Start of INPUT

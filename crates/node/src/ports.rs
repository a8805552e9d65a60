//! Interfaces dos colaboradores externos do loop.
//!
//! Cada driver é tocado apenas pelo loop de amostragem, portanto as
//! implementações recebem `&mut self` e não precisam de sincronização.

use power_core::error::{DisplayFault, PublishFault, SensorFault};
use power_core::{Channel, RawSample};

/// Sensor de corrente/tensão (INA219 ou equivalente).
pub trait SensorDriver: Send {
    /// Lê uma amostra bruta. Operação bloqueante.
    fn read(&mut self) -> Result<RawSample, SensorFault>;
}

/// Display de texto de tamanho fixo.
pub trait DisplayDriver: Send {
    /// Desenha as linhas sobrescrevendo o frame anterior.
    fn render(&mut self, lines: &[String]) -> Result<(), DisplayFault>;
}

/// Cliente de telemetria já autenticado.
pub trait Publisher: Send {
    /// Publica o valor escalar de um canal.
    fn publish(&mut self, channel: Channel, value: f64) -> Result<(), PublishFault>;
}

impl<T: SensorDriver + ?Sized> SensorDriver for Box<T> {
    fn read(&mut self) -> Result<RawSample, SensorFault> {
        (**self).read()
    }
}

impl<T: DisplayDriver + ?Sized> DisplayDriver for Box<T> {
    fn render(&mut self, lines: &[String]) -> Result<(), DisplayFault> {
        (**self).render(lines)
    }
}

impl<T: Publisher + ?Sized> Publisher for Box<T> {
    fn publish(&mut self, channel: Channel, value: f64) -> Result<(), PublishFault> {
        (**self).publish(channel, value)
    }
}

/// Sink desabilitado por configuração: aceita tudo e não faz nada.
#[derive(Debug, Default, Clone, Copy)]
pub struct Disabled;

impl DisplayDriver for Disabled {
    fn render(&mut self, _lines: &[String]) -> Result<(), DisplayFault> {
        Ok(())
    }
}

impl Publisher for Disabled {
    fn publish(&mut self, _channel: Channel, _value: f64) -> Result<(), PublishFault> {
        Ok(())
    }
}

End of INPUT

■ **TO DO**
Write the data out again, verbatim.

■ **TASK OUTPUT**
filename crates/node/src/ports.rs
repository a8805552e9d65a60
//! Interfaces dos colaboradores externos do loop.
//!
//! Cada driver é tocado apenas pelo loop de amostragem, portanto as
//! implementações recebem `&mut self` e não precisam de sincronização.

use power_core::error::{DisplayFault, PublishFault, SensorFault};
use power_core::{Channel, RawSample};

/// Sensor de corrente/tensão (INA219 ou equivalente).
pub trait SensorDriver: Send {
    /// Lê uma amostra bruta. Operação bloqueante.
    fn read(&mut self) -> Result<RawSample, SensorFault>;
}

/// Display de texto de tamanho fixo.
pub trait DisplayDriver: Send {
    /// Desenha as linhas sobrescrevendo o frame anterior.
    fn render(&mut self, lines: &[String]) -> Result<(), DisplayFault>;
}

/// Cliente de telemetria já autenticado.
pub trait Publisher: Send {
    /// Publica o valor escalar de um canal.
    fn publish(&mut self, channel: Channel, value: f64) -> Result<(), PublishFault>;
}

impl<T: SensorDriver + ?Sized> SensorDriver for Box<T> {
    fn read(&mut self) -> Result<RawSample, SensorFault> {
        (**self).read()
    }
}

impl<T: DisplayDriver + ?Sized> DisplayDriver for Box<T> {
    fn render(&mut self, lines: &[String]) -> Result<(), DisplayFault> {
        (**self).render(lines)
    }
}

impl<T: Publisher + ?Sized> Publisher for Box<T> {
    fn publish(&mut self, channel: Channel, value: f64) -> Result<(), PublishFault> {
        (**self).publish(channel, value)
    }
}

/// Sink desabilitado por configuração: aceita tudo e não faz nada.
#[derive(Debug, Default, Clone, Copy)]
pub struct Disabled;

impl DisplayDriver for Disabled {
    fn render(&mut self, _lines: &[String]) -> Result<(), DisplayFault> {
        Ok(())
    }
}

impl Publisher for Disabled {
    fn publish(&mut self, _channel: Channel, _value: f64) -> Result<(), PublishFault> {
        Ok(())
    }
}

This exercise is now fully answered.